:: What you need to do ::
For the word "warn", find each line in the entries where it occurs and copy that line.

Top of Given information

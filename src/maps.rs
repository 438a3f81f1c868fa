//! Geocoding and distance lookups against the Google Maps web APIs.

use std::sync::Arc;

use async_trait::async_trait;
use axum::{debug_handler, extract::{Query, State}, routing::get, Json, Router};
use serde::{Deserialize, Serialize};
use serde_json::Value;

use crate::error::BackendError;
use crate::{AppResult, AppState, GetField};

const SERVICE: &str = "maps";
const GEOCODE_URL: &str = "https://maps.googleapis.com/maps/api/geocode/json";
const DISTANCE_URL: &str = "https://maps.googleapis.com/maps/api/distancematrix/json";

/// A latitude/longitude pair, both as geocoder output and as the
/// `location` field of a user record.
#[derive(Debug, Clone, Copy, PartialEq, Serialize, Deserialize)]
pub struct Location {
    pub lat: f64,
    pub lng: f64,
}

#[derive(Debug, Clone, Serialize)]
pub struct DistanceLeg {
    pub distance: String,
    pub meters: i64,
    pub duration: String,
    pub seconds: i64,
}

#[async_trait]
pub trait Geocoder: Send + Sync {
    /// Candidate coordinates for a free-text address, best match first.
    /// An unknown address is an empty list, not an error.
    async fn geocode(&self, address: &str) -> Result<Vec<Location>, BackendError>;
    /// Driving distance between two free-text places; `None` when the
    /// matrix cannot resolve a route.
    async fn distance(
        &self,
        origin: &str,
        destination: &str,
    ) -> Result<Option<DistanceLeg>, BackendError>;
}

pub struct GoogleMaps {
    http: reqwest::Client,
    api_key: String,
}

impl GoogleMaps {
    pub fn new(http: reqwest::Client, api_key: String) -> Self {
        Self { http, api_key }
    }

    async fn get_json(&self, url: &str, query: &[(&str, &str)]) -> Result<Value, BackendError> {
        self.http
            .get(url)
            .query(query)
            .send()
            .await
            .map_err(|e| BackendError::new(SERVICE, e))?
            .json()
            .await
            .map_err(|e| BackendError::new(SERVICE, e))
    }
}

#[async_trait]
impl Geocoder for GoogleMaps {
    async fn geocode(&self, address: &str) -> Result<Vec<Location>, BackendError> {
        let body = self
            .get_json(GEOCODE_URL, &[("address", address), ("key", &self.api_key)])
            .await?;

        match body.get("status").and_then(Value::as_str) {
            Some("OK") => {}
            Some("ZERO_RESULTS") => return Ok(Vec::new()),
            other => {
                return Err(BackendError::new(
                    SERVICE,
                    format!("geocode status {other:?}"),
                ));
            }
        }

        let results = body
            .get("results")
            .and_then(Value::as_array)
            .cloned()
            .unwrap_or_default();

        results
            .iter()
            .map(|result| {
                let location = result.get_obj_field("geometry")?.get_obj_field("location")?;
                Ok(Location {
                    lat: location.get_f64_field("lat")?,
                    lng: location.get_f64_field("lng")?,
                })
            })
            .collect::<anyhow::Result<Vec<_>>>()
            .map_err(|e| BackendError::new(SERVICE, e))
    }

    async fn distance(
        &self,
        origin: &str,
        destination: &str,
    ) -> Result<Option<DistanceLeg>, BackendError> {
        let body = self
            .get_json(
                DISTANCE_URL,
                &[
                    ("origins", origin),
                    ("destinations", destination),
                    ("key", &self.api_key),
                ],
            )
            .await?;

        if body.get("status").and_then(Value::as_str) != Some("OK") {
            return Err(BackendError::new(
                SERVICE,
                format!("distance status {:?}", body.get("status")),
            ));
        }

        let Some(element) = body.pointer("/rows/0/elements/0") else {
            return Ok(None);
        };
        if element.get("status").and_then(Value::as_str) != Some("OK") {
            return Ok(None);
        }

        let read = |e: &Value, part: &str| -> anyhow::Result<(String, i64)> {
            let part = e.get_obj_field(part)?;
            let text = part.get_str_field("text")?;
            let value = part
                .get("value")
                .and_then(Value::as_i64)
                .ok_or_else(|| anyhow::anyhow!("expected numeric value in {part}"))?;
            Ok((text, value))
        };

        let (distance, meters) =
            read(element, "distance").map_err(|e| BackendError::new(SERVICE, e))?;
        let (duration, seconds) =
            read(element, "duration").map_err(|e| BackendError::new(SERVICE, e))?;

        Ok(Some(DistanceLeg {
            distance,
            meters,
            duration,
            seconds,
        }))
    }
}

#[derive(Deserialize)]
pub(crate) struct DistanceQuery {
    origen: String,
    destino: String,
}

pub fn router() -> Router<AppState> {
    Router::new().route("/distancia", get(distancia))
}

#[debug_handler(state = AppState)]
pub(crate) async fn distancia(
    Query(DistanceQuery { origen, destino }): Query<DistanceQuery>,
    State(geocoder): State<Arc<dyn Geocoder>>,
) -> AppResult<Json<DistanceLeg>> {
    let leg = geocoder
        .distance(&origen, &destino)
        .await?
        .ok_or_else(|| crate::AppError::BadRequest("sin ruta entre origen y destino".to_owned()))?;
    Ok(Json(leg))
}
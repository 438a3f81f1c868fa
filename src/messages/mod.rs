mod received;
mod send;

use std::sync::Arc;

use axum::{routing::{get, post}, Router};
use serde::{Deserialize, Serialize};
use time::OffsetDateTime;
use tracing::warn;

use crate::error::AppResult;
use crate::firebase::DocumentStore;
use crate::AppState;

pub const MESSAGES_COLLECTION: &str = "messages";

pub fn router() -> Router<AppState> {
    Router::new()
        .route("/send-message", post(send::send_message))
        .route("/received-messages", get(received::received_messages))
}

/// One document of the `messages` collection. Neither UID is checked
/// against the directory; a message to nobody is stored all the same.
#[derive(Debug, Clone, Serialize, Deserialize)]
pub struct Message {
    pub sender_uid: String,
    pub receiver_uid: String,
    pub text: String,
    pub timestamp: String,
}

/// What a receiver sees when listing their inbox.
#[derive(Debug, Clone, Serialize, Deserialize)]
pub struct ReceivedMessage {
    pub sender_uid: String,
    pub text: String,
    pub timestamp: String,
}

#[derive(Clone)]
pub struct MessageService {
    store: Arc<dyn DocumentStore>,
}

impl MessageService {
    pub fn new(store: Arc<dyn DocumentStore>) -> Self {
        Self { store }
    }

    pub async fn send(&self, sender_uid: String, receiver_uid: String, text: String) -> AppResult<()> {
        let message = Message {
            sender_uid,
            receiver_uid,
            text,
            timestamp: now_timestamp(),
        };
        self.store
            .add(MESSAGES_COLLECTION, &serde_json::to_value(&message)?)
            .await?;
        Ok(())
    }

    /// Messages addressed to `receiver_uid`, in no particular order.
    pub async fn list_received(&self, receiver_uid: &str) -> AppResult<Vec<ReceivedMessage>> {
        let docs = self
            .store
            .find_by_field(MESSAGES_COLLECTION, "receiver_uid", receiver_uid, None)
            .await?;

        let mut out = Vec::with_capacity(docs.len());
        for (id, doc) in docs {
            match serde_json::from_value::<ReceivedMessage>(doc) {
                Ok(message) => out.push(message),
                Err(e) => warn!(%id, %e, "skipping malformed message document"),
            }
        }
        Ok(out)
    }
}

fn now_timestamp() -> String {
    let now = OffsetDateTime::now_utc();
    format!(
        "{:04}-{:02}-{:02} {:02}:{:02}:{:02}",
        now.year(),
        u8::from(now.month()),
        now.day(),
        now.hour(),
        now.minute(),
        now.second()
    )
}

Bottom of Given information

:: Final answer ::
use tracing::warn;
                Err(e) => warn!(%id, %e, "skipping malformed message document"),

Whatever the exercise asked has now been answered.